Building Real-Time Recommendations with Kafka, S3, Rockset and Retool

October 21, 2022

Nadine Farah

Senior Developer Advocate, Rockset

Real-time customer 360 applications are essential in allowing departments within a company to have reliable and consistent data on how a customer has engaged with the product and services. Ideally, when someone from a department has engaged with a customer, you want up-to-date information so the customer doesn’t get frustrated and repeat the same information multiple times to different people. Also, as a company, you can start anticipating the customers’ needs. It’s part of building a stellar customer experience, where customers want to keep coming back, and you start building customer champions. Customer experience is part of the journey of building loyal customers. To start this journey, you need to capture how customers have interacted with the platform: what they’ve clicked on, what they’ve added to their cart, what they’ve removed, and so on.

When building a real-time customer 360 app, you’ll definitely need event data from a streaming data source, like Kafka.

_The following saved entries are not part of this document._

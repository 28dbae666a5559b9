use crate::api_client::ApiClient;
use crate::error::{ClientError, Result};
use k8s_openapi::api::core::v1::{Node, Pod};
use std::sync::Arc;
use std::time::Duration;
use tokio::sync::{watch, RwLock};
use tokio_util::sync::CancellationToken;
use tracing::{debug, info, warn};

/// Configuration for the snapshot informer
#[derive(Debug, Clone)]
pub struct InformerConfig {
    /// Interval between full listings
    pub sync_interval: Duration,
}

impl Default for InformerConfig {
    fn default() -> Self {
        Self {
            sync_interval: Duration::from_secs(1),
        }
    }
}

#[derive(Debug, Default)]
struct Snapshot {
    nodes: Vec<Node>,
    pods: Vec<Pod>,
}

/// Periodically lists nodes and pods into an in-memory snapshot.
///
/// Readers see the last successful listing, which may lag the API server.
/// A failed listing leaves the previous snapshot in place.
pub struct SnapshotInformer {
    api_client: Arc<ApiClient>,
    config: InformerConfig,
    snapshot: RwLock<Option<Snapshot>>,
    synced: watch::Sender<bool>,
}

impl SnapshotInformer {
    pub fn new(api_client: Arc<ApiClient>, config: InformerConfig) -> Self {
        Self {
            api_client,
            config,
            snapshot: RwLock::new(None),
            synced: watch::Sender::new(false),
        }
    }

    /// Run the listing loop until `token` is cancelled
    pub async fn run(&self, token: CancellationToken) -> Result<()> {
        info!(
            "Starting snapshot informer against {} (interval: {:?})",
            self.api_client.base_url(),
            self.config.sync_interval
        );

        // First tick fires immediately so the initial sync is not delayed
        let mut interval = tokio::time::interval(self.config.sync_interval);

        loop {
            tokio::select! {
                _ = token.cancelled() => {
                    info!("Snapshot informer shutting down");
                    return Ok(());
                }
                _ = interval.tick() => {
                    if let Err(e) = self.resync().await {
                        warn!("Snapshot listing failed, keeping previous snapshot: {}", e);
                    }
                }
            }
        }
    }

    /// List nodes and pods once and replace the snapshot
    pub async fn resync(&self) -> Result<()> {
        let nodes = self.api_client.list_nodes().await?;
        let pods = self.api_client.list_pods().await?;

        debug!(
            "Snapshot refreshed with {} nodes and {} pods",
            nodes.len(),
            pods.len()
        );

        *self.snapshot.write().await = Some(Snapshot { nodes, pods });
        self.synced.send_if_modified(|synced| !std::mem::replace(synced, true));
        Ok(())
    }

    /// Whether at least one full listing has completed
    pub fn has_synced(&self) -> bool {
        *self.synced.borrow()
    }

    /// Wait until the first listing completes, or fail after `timeout`
    pub async fn wait_for_sync(&self, timeout: Duration) -> Result<()> {
        let mut rx = self.synced.subscribe();
        let synced = async { rx.wait_for(|synced| *synced).await.map(|_| ()) };
        let result = match tokio::time::timeout(timeout, synced).await {
            Ok(Ok(())) => Ok(()),
            Ok(Err(_)) => Err(ClientError::internal_error("sync signal closed")),
            Err(_) => Err(ClientError::NotSynced),
        };
        result
    }

    /// Nodes from the last successful listing
    pub async fn list_nodes(&self) -> Result<Vec<Node>> {
        match self.snapshot.read().await.as_ref() {
            Some(snapshot) => Ok(snapshot.nodes.clone()),
            None => Err(ClientError::NotSynced),
        }
    }

    /// Pods from the last successful listing
    pub async fn list_pods(&self) -> Result<Vec<Pod>> {
        match self.snapshot.read().await.as_ref() {
            Some(snapshot) => Ok(snapshot.pods.clone()),
            None => Err(ClientError::NotSynced),
        }
    }

    pub fn api_client(&self) -> &Arc<ApiClient> {
        &self.api_client
    }
}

You’ll also need a transactional database to store customers’ transactions and personal information. Finally, you may want to combine some historical data from customers’ prior interactions as well. From here, you’ll want to analyze the event, transactional, and historical data in order to understand their trends, build personalized recommendations, and begin anticipating their needs at a much more granular level.

We’ll be building a basic version of this using Kafka, S3, Rockset, and Retool. The idea here is to show you how to integrate real-time data with data that’s static/historical to build a comprehensive real-time customer 360 app that gets updated within seconds:

rockset-kafka-1

We’ll send clickstream and CSV data to Kafka and AWS S3 respectively.
We’ll integrate with Kafka and S3 through Rockset’s data connectors. This allows Rockset to automatically ingest and index JSON i.e.nested semi-structured data without flattening it.
In the Rockset Query Editor, we’ll write complex SQL queries that JOIN, aggregate, and search data from Kafka and S3 to build real-time recommendations and customer 360 profiles. From there, we’ll create data APIs that’ll be used in Retool (step 4).
Finally, we’ll build a real-time customer 360 app with the internal tools on Retool that’ll execute Rockset’s Query Lambdas. We’ll see the customer’s 360 profile that’ll include their product recommendations.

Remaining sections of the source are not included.